La Négresse blonde (recueil)/Jardins d’automne

La Négresse blonde, Texte établi par Willy Voir et modifier les données sur WikidataA. Messein (p. 67-68).


JARDINS D’AUTOMNE


Une rose d’automne est plus qu’une autre exquise.
Agrippa D’Aubigné.


L’ombre et l’abîme ont un mystère.
Que nul mortel ne pénétra ;
C’est Dieu qui leur dit de se taire.
Jusqu’au jour où tout parlera.

V. Hugo.


Les jardins ont perdu leurs robes éburnales,
Éden trois fois béni d’où nous fûmes chassés,
Pourpre sainte attestant la blancheur des annales,
Ces roses de la Nuit chantent les trépassés ;

Les trépassés là-bas qui dorment dans leur bière
Sous l’obscène pâleur du seul magnolia ;
Reviendras-tu sécher les pleurs de nos paupières,
Toi l’immortel Amour que la Mort oublia !

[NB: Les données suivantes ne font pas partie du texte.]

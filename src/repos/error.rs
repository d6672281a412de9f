/**
 * Responsibility
 * - repo が上位に伝える意味の定義
 * - unique 制約違反 (23505) は Conflict、それ以外の DB エラーは Db
 */
use chrono::NaiveDate;
use thiserror::Error;

use crate::error::{Error as AppError, Kind};

const UNIQUE_VIOLATION: &str = "23505";

#[derive(Debug, Error)]
pub enum RepoError {
    #[error("db error")]
    Db(#[from] sqlx::Error),
    #[error("migration failed")]
    Migrate(#[from] sqlx::migrate::MigrateError),
    #[error("movie {title:?} released {released} already exists")]
    Conflict { title: String, released: NaiveDate },
}

impl RepoError {
    /// `title`/`released` name the row that collided with the unique key.
    pub fn from_sqlx(e: sqlx::Error, title: &str, released: NaiveDate) -> Self {
        if let sqlx::Error::Database(dbe) = &e
            && dbe.code().as_deref() == Some(UNIQUE_VIOLATION)
        {
            return RepoError::Conflict {
                title: title.to_owned(),
                released,
            };
        }
        RepoError::Db(e)
    }
}

impl From<RepoError> for AppError {
    fn from(e: RepoError) -> Self {
        match e {
            RepoError::Db(_) | RepoError::Migrate(_) => AppError::wrap(Kind::Database, e),
            RepoError::Conflict { .. } => AppError::wrap_with(Kind::Exist, e.to_string(), e),
        }
    }
}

De l’immortel Amour à la Mort immortelle,
Supplice qu’Il rêva sous la Nuit du recueil
À quitter le séjour au jour nous dira-t-elle,
Ce beau lac d’hydrargyre où vogue le cercueil ?

Car le ciel est livide au Lac-des-Libellules
Et dans les noirs couvents où dorment les vieux ifs,
Les Vierges à genoux dans le froid des cellules
Mouillent les Crucifix de longs baisers lascifs…

Les Jardins ont perdu leurs Robes éburnales
Éden trois fois béni d’où nous fûmes chassés !
Pourpre sainte attestant la blancheur des annales,
Les Roses de la Nuit chantent les trépassés.